The beach at Flag Ponds is fairly expansive (much bigger than Brownie’s), which has its pros and cons — more to explore, but more space for wandering children. It’s quite picturesque with a wide expanse of sand, sea grass blowing along the dunes, and pond-like inlets formed by sand washing in. We initially set up near one of the ponds, but quickly realized the water was kind of mucky and full of dead crabs, so we relocated to the outer edge of the beach close to the water. It’s very shallow, so the kids could easily swim and play, and with lots of shells and pebbles along the shoreline, it’s good for fossil hunting.

flagponds_waterplay

flagponds_sasha

Even though it was a hot day, there was a nice breeze blowing, and swimming kept us cool. The kids had a blast playing in the water and sand and taking nature walks to collect dead crabs and an eel(!).

flagponds_crabs

Owen joined me for some fossil hunting, though I probably enjoy finding shark teeth more than my kids and spent a lot of time sitting right at the shoreline grabbing handfuls of shells and sifting through them for fossil treasures — it’s quite therapeutic! However, I only found two shark teeth, much less than I would usually find at Brownie’s, something to keep in mind if that’s your main mission.

flagponds_fossilfinding

flagponds_sharktooth

After a good few hours of sun and surf, we decided to call it a day. On the way back to the car, we encountered a park ranger, who gave us the lowdown on the trails within the park. Apparently, there are a a few gentle mile-longish hikes that lead to ponds and wind through the woods.
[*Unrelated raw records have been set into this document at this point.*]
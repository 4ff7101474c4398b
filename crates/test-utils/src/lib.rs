pub mod builders;

use std::sync::Once;
use tracing_subscriber::{fmt, EnvFilter};

static INIT: Once = Once::new();

/// Initialise tracing for tests.
///
/// - Uses `with_test_writer()`, so logs are captured per-test.
/// - The Rust test harness only prints captured output for **failing** tests
///   (unless you run with `-- --nocapture`).
///
/// Enable levels with e.g.:
/// `RUST_LOG=taskprune=debug cargo test`
pub fn init_tracing() {
    INIT.call_once(|| {
        let filter =
            EnvFilter::try_from_default_env().unwrap_or_else(|_| EnvFilter::new("info"));

        fmt()
            .with_env_filter(filter)
            .with_test_writer()
            .with_target(true)
            .init();
    });
}
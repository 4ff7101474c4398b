mod backstop;
mod closure;
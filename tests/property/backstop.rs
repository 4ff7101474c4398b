// tests/property/backstop.rs

use proptest::prelude::*;
use taskprune::config::ConfigFile;
use taskprune::optimize::GraphOptimizer;
use taskprune::push::{is_backstop, BackstopPolicy, BackstopState, PushContext};
use taskprune_test_utils::builders::{GraphBuilder, JobBuilder};

const HOUR: i64 = 3600;

fn project() -> impl Strategy<Value = &'static str> {
    prop_oneof![Just("autoland"), Just("try"), Just("mozilla-central")]
}

proptest! {
    #[test]
    fn backstop_keeps_every_eligible_job(
        pushlog_id in 1u64..200,
        last in 0u64..200,
        hours_since in 0i64..12,
        project in project(),
    ) {
        let graph = GraphBuilder::new()
            .with_job(JobBuilder::new("build", "build").optimization("never"))
            .with_job(JobBuilder::new("signing", "build-signing").after("build").optimization("skip-unless-depended-on"))
            .with_job(JobBuilder::new("test", "test").after("build").optimization("never"))
            .with_job(JobBuilder::new("fuzzing", "build").excluded_projects(&[project]))
            .build();

        let push_date = 1593029536;
        let push = PushContext::new(project, "repo", push_date, pushlog_id);
        let state = BackstopState::new(last, push_date - hours_since * HOUR);
        let policy = BackstopPolicy::default();

        let optimizer = GraphOptimizer::from_config(&ConfigFile::default()).unwrap();
        let optimized = optimizer.optimize(&graph, &push, &state, None).unwrap();

        if is_backstop(&push, &state, &policy) {
            prop_assert_eq!(optimized.len(), 3);
            prop_assert!(optimized.summary().backstop.is_some());
        } else {
            prop_assert_eq!(optimized.len(), 0);
        }
        prop_assert!(!optimized.contains("fuzzing"));
    }

    #[test]
    fn configured_try_project_never_backstops(pushlog_id in 0u64..1000, hours_since in 0i64..1000) {
        let push = PushContext::new("try", "repo", 1593029536, pushlog_id);
        let state = BackstopState::new(0, 1593029536 - hours_since * HOUR);
        let policy = BackstopPolicy {
            try_projects: vec!["try".to_string()],
            ..BackstopPolicy::default()
        };
        prop_assert!(!is_backstop(&push, &state, &policy));
    }

    #[test]
    fn cadence_requires_interval_multiple(pushlog_id in 1u64..1000) {
        let push = PushContext::new("autoland", "repo", 1593029536, pushlog_id);
        let backstop = is_backstop(&push, &BackstopState::default(), &BackstopPolicy::default());
        prop_assert_eq!(backstop, pushlog_id % 20 == 0);
    }
}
With a great beach day in the books, we headed back to the city, thoroughly satisfied with a terrific start to our leisurely fortnight. And it gets even better, so be sure to check back here soon…

Flag Ponds Nature Park is located at 1525 Flag Ponds Parkway in Lusby, MD. from Labor Day to Memorial Day, hours are 9am – 4pm Friday and Monday, 9am -5pm Saturday and Sunday. From Memorial Day to Labor Day, hours are 9am – 6pm weekdays, 9am – 8pm weekends. Admission is $8/car.